这届主考官是高拱,副主考余有丁。余有丁曾想拜归有光为师。余有丁发现一卷文稿古朴凝重,断定是出自归有光之手。他大力向高拱推荐,高拱也佩服归有光的文章和为人,于是录取了归有光。
历经漫长磨难,归有光终于在晚年考中进士,得以一偿多年的夙愿。而此时他早已鬓发皆白。
宋应星能写《天工开物》,却搞不定科举八股
明末著名科学家宋应星,年轻时曾把主要精力放在科业上。
他和胞兄宋应升,在乡试中取得过好名次。但兄弟二人在会试中却屡战屡败,考了五次仍没有考中。
宋应星《天工开物》中记录的造纸过程
宋应星大受刺激,从此不再参加科举。他一边在私塾教书育人,一边进行科学研究,终于写成巨著《天工开物》。
考中进士后,郑板桥可谓“喜极而泣”
在后世眼中,“扬州八怪”之一的郑板桥,似乎是个鄙夷科举,狂傲阔达的人。
但他其实也非常热衷于科业。
20岁时,他就考中了秀才,春风得意,对未来憧憬美好。
但接下来的举人和进士,他却断断续续考了24年才得中。
郑板桥代表作《竹石图》
考中进士后,常年郁郁不得志的他终于能扬眉吐气,喊出了饱含辛酸的心声:如今脱得青衫去,一洗当年满面羞。
全才徐渭,就是考不中科举
明代“三大才子”之一的徐渭,“诗书画戏兵”皆熟稔于心,是当时公认的奇才。他曾在名臣胡宗宪帐下担任幕僚,为剿灭东南倭寇作了许多贡献。清代郑板桥因太过追崇徐渭,还专门刻有一方印信,自称“青藤(徐渭)门下走狗”。

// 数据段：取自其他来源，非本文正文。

//! `userdesk` command-line front-end.
//!
//! Each subcommand drives the user management domain through the
//! [`Runtime`], then prints the resulting state. Remote failures arrive as
//! notices and turn into a non-zero exit code.

pub mod prompt;
pub mod render;

use std::{path::PathBuf, process::ExitCode, sync::Arc};

use anyhow::{Context, Result};
use clap::{ArgAction, Args, Parser, Subcommand};
use log::{LevelFilter, debug, info};
use userdesk_model::{FieldKey, UserId};

use crate::domains::user_management::{
    form::FormMode,
    messages::{Message, UserManagementEvent},
};
use crate::infra::{
    api_client::ApiClient,
    config::Config,
    services::{UserAdminApiAdapter, UserAdminService},
    testing::stubs::StubUserAdminService,
};
use crate::runtime::Runtime;

#[derive(Parser, Debug)]
#[command(
    name = "userdesk",
    version,
    about = "List, search, create, edit and delete users on a remote REST service"
)]
pub struct Cli {
    /// Base URL of the user service (overrides USERDESK_API_URL and the config file)
    #[arg(long, global = true, value_name = "URL")]
    pub api_url: Option<String>,

    /// Config file to read instead of the default location
    #[arg(long, global = true, value_name = "PATH")]
    pub config: Option<PathBuf>,

    /// Work against an in-memory service seeded with demo users
    #[arg(long, global = true)]
    pub offline_demo: bool,

    /// Increase log verbosity (-v info, -vv debug, -vvv trace)
    #[arg(short, long, global = true, action = ArgAction::Count)]
    pub verbose: u8,

    #[command(subcommand)]
    pub command: Command,
}

impl Cli {
    pub fn log_level(&self) -> LevelFilter {
        match self.verbose {
            0 => LevelFilter::Warn,
            1 => LevelFilter::Info,
            2 => LevelFilter::Debug,
            _ => LevelFilter::Trace,
        }
    }
}

#[derive(Subcommand, Debug)]
pub enum Command {
    /// Fetch and print the user list
    List {
        /// Only show users whose name contains TERM (case-insensitive)
        #[arg(long, value_name = "TERM")]
        search: Option<String>,
    },
    /// Fetch and print one user
    Show { id: UserId },
    /// Create a user, prompting for fields not given as flags
    Create {
        #[command(flatten)]
        fields: FieldArgs,
        /// Never prompt; fail if the flags do not form a valid user
        #[arg(long)]
        non_interactive: bool,
    },
    /// Edit an existing user
    Edit {
        id: UserId,
        #[command(flatten)]
        fields: FieldArgs,
        /// Never prompt; submit the flags as given
        #[arg(long)]
        non_interactive: bool,
    },
    /// Delete a user
    Delete {
        id: UserId,
        /// Skip the confirmation prompt
        #[arg(long, short = 'y')]
        yes: bool,
    },
}

#[derive(Args, Debug, Default, Clone)]
pub struct FieldArgs {
    #[arg(long)]
    pub name: Option<String>,
    #[arg(long)]
    pub email: Option<String>,
    #[arg(long)]
    pub phone: Option<String>,
    #[arg(long)]
    pub street: Option<String>,
    #[arg(long)]
    pub city: Option<String>,
    #[arg(long)]
    pub company: Option<String>,
    #[arg(long)]
    pub website: Option<String>,
}

impl FieldArgs {
    /// Fields given on the command line, in form order.
    pub fn provided(&self) -> Vec<(FieldKey, String)> {
        [
            (FieldKey::Name, &self.name),
            (FieldKey::Email, &self.email),
            (FieldKey::Phone, &self.phone),
            (FieldKey::AddressStreet, &self.street),
            (FieldKey::AddressCity, &self.city),
            (FieldKey::CompanyName, &self.company),
            (FieldKey::Website, &self.website),
        ]
        .into_iter()
        .filter_map(|(key, value)| value.clone().map(|v| (key, v)))
        .collect()
    }
}

fn build_service(cli: &Cli) -> Result<Arc<dyn UserAdminService>> {
    if cli.offline_demo {
        info!("Using in-memory demo service");
        return Ok(Arc::new(StubUserAdminService::with_demo_users()));
    }
    let config = Config::load(cli.config.as_deref(), cli.api_url.clone())
        .context("Failed to load configuration")?;
    info!("Using user service at {}", config.api_url);
    let client = ApiClient::new(&config.api_url, config.request_timeout())
        .context("Failed to set up the HTTP client")?;
    Ok(Arc::new(UserAdminApiAdapter::new(Arc::new(client))))
}

/// Print and dismiss pending notices; true if there were any.
fn report_notices(runtime: &mut Runtime) -> bool {
    let notices = runtime.domain().notices();
    if notices.is_empty() {
        return false;
    }
    eprint!("{}", render::notices(notices));
    runtime.dispatch(Message::DismissNotices);
    true
}

pub async fn run(cli: Cli) -> Result<ExitCode> {
    let service = build_service(&cli)?;
    let mut runtime = Runtime::new(service);

    let code = match cli.command {
        Command::List { search } => list(&mut runtime, search).await,
        Command::Show { id } => show(&mut runtime, id).await,
        Command::Create {
            fields,
            non_interactive,
        } => {
            runtime.dispatch(Message::CreateUser);
            fill_and_submit(&mut runtime, &fields, non_interactive).await?
        }
        Command::Edit {
            id,
            fields,
            non_interactive,
        } => edit(&mut runtime, id, &fields, non_interactive).await?,
        Command::Delete { id, yes } => delete(&mut runtime, id, yes).await?,
    };

    runtime.dispatch(Message::Unmount);
    Ok(code)
}

async fn load(runtime: &mut Runtime) -> bool {
    runtime.dispatch(Message::LoadUsers);
    runtime.run_until_idle().await;
    !report_notices(runtime)
}

async fn list(runtime: &mut Runtime, search: Option<String>) -> ExitCode {
    if !load(runtime).await {
        return ExitCode::FAILURE;
    }
    if let Some(term) = search {
        runtime.dispatch(Message::SearchChanged(term));
    }
    print!("{}", render::user_table(&runtime.domain().filtered_users()));
    ExitCode::SUCCESS
}

async fn show(runtime: &mut Runtime, id: UserId) -> ExitCode {
    runtime.dispatch(Message::ShowUser(id));
    runtime.run_until_idle().await;
    if report_notices(runtime) {
        return ExitCode::FAILURE;
    }
    match runtime.domain().state.detail.user() {
        Some(user) => {
            print!("{}", render::user_detail(user));
            ExitCode::SUCCESS
        }
        None => ExitCode::FAILURE,
    }
}

async fn edit(
    runtime: &mut Runtime,
    id: UserId,
    fields: &FieldArgs,
    non_interactive: bool,
) -> Result<ExitCode> {
    if !load(runtime).await {
        return Ok(ExitCode::FAILURE);
    }
    runtime.dispatch(Message::EditUser(id));
    if !runtime.domain().state.form.is_open() {
        eprintln!("User {id} not found");
        return Ok(ExitCode::FAILURE);
    }
    fill_and_submit(runtime, fields, non_interactive).await
}

fn current_value(runtime: &Runtime, key: FieldKey) -> String {
    runtime
        .domain()
        .state
        .form
        .open_form()
        .map(|form| form.draft.get(key).to_string())
        .unwrap_or_default()
}

fn prompt_fields(
    runtime: &mut Runtime,
    keys: impl IntoIterator<Item = FieldKey>,
) -> Result<()> {
    for key in keys {
        let value = prompt::field(key, &current_value(runtime, key))?;
        runtime.dispatch(Message::FormFieldChanged(key, value));
    }
    Ok(())
}

/// Drive an open form to completion: apply flags, prompt, submit, and
/// re-prompt for whatever fails validation.
async fn fill_and_submit(
    runtime: &mut Runtime,
    fields: &FieldArgs,
    non_interactive: bool,
) -> Result<ExitCode> {
    let provided = fields.provided();
    let given: Vec<FieldKey> = provided.iter().map(|(key, _)| *key).collect();
    for (key, value) in provided {
        runtime.dispatch(Message::FormFieldChanged(key, value));
    }

    let is_create = runtime
        .domain()
        .state
        .form
        .open_form()
        .is_some_and(|form| form.mode == FormMode::Create);
    // Edits with explicit flags only touch those fields.
    if !non_interactive && (is_create || given.is_empty()) {
        let missing = FieldKey::ALL.into_iter().filter(|k| !given.contains(k));
        prompt_fields(runtime, missing)?;
    }

    loop {
        runtime.dispatch(Message::FormSubmit);
        runtime.run_until_idle().await;

        for event in runtime.drain_events() {
            match event {
                UserManagementEvent::UserCreated(user) => {
                    println!("Created user {}", user.name);
                }
                UserManagementEvent::UserUpdated(user) => {
                    println!("Updated user {}", user.name);
                }
                UserManagementEvent::ValidationFailed(errors) => {
                    eprintln!("Please fix the following:");
                    eprint!("{}", render::validation_errors(&errors));
                    if non_interactive {
                        return Ok(ExitCode::FAILURE);
                    }
                    prompt_fields(runtime, errors.iter().map(|(key, _)| key))?;
                }
                other => debug!("Ignoring event {:?}", other),
            }
        }

        let had_notices = report_notices(runtime);
        // A closed form means the write went through; a failed refetch
        // afterwards does not undo it.
        if !runtime.domain().state.form.is_open() {
            return Ok(ExitCode::SUCCESS);
        }
        if had_notices
            && (non_interactive || !prompt::confirm("Try again?", true)?)
        {
            return Ok(ExitCode::FAILURE);
        }
    }
}

async fn delete(
    runtime: &mut Runtime,
    id: UserId,
    yes: bool,
) -> Result<ExitCode> {
    runtime.dispatch(Message::DeleteUser(id));
    let confirmed = yes
        || prompt::confirm(
            &format!("Are you sure you want to delete user {id}?"),
            false,
        )?;
    if !confirmed {
        runtime.dispatch(Message::DeleteUserCancel);
        eprintln!("Cancelled");
        return Ok(ExitCode::FAILURE);
    }

    runtime.dispatch(Message::DeleteUserConfirm(id));
    runtime.run_until_idle().await;
    if report_notices(runtime) {
        return Ok(ExitCode::FAILURE);
    }
    println!("Deleted user {id}");
    Ok(ExitCode::SUCCESS)
}

#[cfg(test)]
mod tests {
    use super::*;
    use crate::infra::testing::stubs::StubOperation;

    #[test]
    fn field_flags_map_to_form_keys() {
        let cli = Cli::try_parse_from([
            "userdesk",
            "create",
            "--name",
            "Ann Lee",
            "--city",
            "Springfield",
            "--non-interactive",
        ])
        .unwrap();
        let Command::Create {
            fields,
            non_interactive,
        } = cli.command
        else {
            panic!("expected create");
        };
        assert!(non_interactive);
        assert_eq!(
            fields.provided(),
            vec![
                (FieldKey::Name, "Ann Lee".to_string()),
                (FieldKey::AddressCity, "Springfield".to_string()),
            ]
        );
    }

    #[test]
    fn global_flags_work_after_subcommand() {
        let cli = Cli::try_parse_from([
            "userdesk",
            "delete",
            "3",
            "--yes",
            "--offline-demo",
            "-vv",
        ])
        .unwrap();
        assert!(cli.offline_demo);
        assert_eq!(cli.log_level(), LevelFilter::Debug);
        assert!(matches!(
            cli.command,
            Command::Delete {
                id: UserId(3),
                yes: true
            }
        ));
    }

    #[test]
    fn bad_id_is_rejected() {
        assert!(Cli::try_parse_from(["userdesk", "show", "abc"]).is_err());
    }

    #[tokio::test]
    async fn non_interactive_create_against_demo_service() {
        let cli = Cli::try_parse_from([
            "userdesk",
            "--offline-demo",
            "create",
            "--non-interactive",
            "--name",
            "Ann Lee",
            "--email",
            "ann@example.com",
            "--phone",
            "+15550100",
            "--street",
            "1 Main St",
            "--city",
            "Springfield",
        ])
        .unwrap();
        assert_eq!(run(cli).await.unwrap(), ExitCode::SUCCESS);
    }

    #[tokio::test]
    async fn non_interactive_create_with_invalid_fields_fails() {
        let cli = Cli::try_parse_from([
            "userdesk",
            "--offline-demo",
            "create",
            "--non-interactive",
            "--name",
            "Al",
        ])
        .unwrap();
        assert_eq!(run(cli).await.unwrap(), ExitCode::FAILURE);
    }

    fn valid_fields() -> FieldArgs {
        FieldArgs {
            name: Some("Ann Lee".into()),
            email: Some("ann@example.com".into()),
            phone: Some("+15550100".into()),
            street: Some("1 Main St".into()),
            city: Some("Springfield".into()),
            ..FieldArgs::default()
        }
    }

    #[tokio::test]
    async fn create_succeeds_even_if_the_refetch_fails() {
        let stub = StubUserAdminService::with_demo_users();
        stub.fail(StubOperation::List);
        let mut runtime = Runtime::new(Arc::new(stub.clone()));
        runtime.dispatch(Message::CreateUser);

        let code = fill_and_submit(&mut runtime, &valid_fields(), true)
            .await
            .unwrap();

        assert_eq!(code, ExitCode::SUCCESS);
        assert_eq!(stub.users().len(), 5);
        assert!(!runtime.domain().state.form.is_open());
        assert!(runtime.domain().notices().is_empty());
    }

    #[tokio::test]
    async fn failed_create_exits_with_failure_when_non_interactive() {
        let stub = StubUserAdminService::with_demo_users();
        stub.fail(StubOperation::Create);
        let mut runtime = Runtime::new(Arc::new(stub.clone()));
        runtime.dispatch(Message::CreateUser);

        let code = fill_and_submit(&mut runtime, &valid_fields(), true)
            .await
            .unwrap();

        assert_eq!(code, ExitCode::FAILURE);
        assert_eq!(stub.users().len(), 4);
        assert!(runtime.domain().state.form.is_open());
    }
}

但这位旷世才俊,却屡屡在科场折戟。二十岁时,徐渭考中秀才,志得意满。可此后,他两次参加绍兴府乡试,皆铩羽而归。直到四十一岁时,也始终未能中举。
徐渭代表作《墨葡萄图》
徐渭终其一生,也没有获得举人的功名。
书法家文征明、医学家李时珍,奋斗半生也考不中进士
明代书法家文征明,出身于世代官宦人家,仕途扬名也是他最初的理想。
但从1495年起至1522年,即从他26岁起至53岁,七次参加应天府乡试,居然都未能考中。
直到54岁时,才得到苏州巡抚李克诚的举荐,可以不经过乡试,直接到京师参加吏部考试,授予从九品、月薪仅五石米的低级事务官翰林侍诏。
明代著名医学家李时珍,三次考举人皆不中,就顺势弃儒从医,此生不再涉足科场。
李时珍放弃科举,研究医药
蒲松龄考了44年,依旧是一场空
清代文豪蒲松龄19岁时,在一年的时间内,县、府、道三试第一成秀才,小试牛刀一鸣惊人。
可接下来,他的科业却只能用“悲剧”来形容。到了70多岁时,蒲松龄叮嘱前去赶考的孙儿,要从自己身上吸取教训,千万不能重蹈自己的覆辙。唉,说多了,都是泪啊。
蒲松龄以茶换聊斋故事
一直到76岁去世,蒲松龄也没有考上梦寐以求的举人,进士更是只有望洋兴叹的份了。
蒲氏72岁时,曾作诗感慨:“忆昔狂歌共夕晨,相期矫首跃龙津,谁知一事无成就,共作白头会上人。”
蹉跎岁月、科举失意的悲哀跃然纸上。他自认为白头到老而一事无成,可见《聊斋志异》在自己心目中还是无法和中举相提并论。
科举究竟多难考,从这些牛人的际遇来看,应该能感受到一二了吧。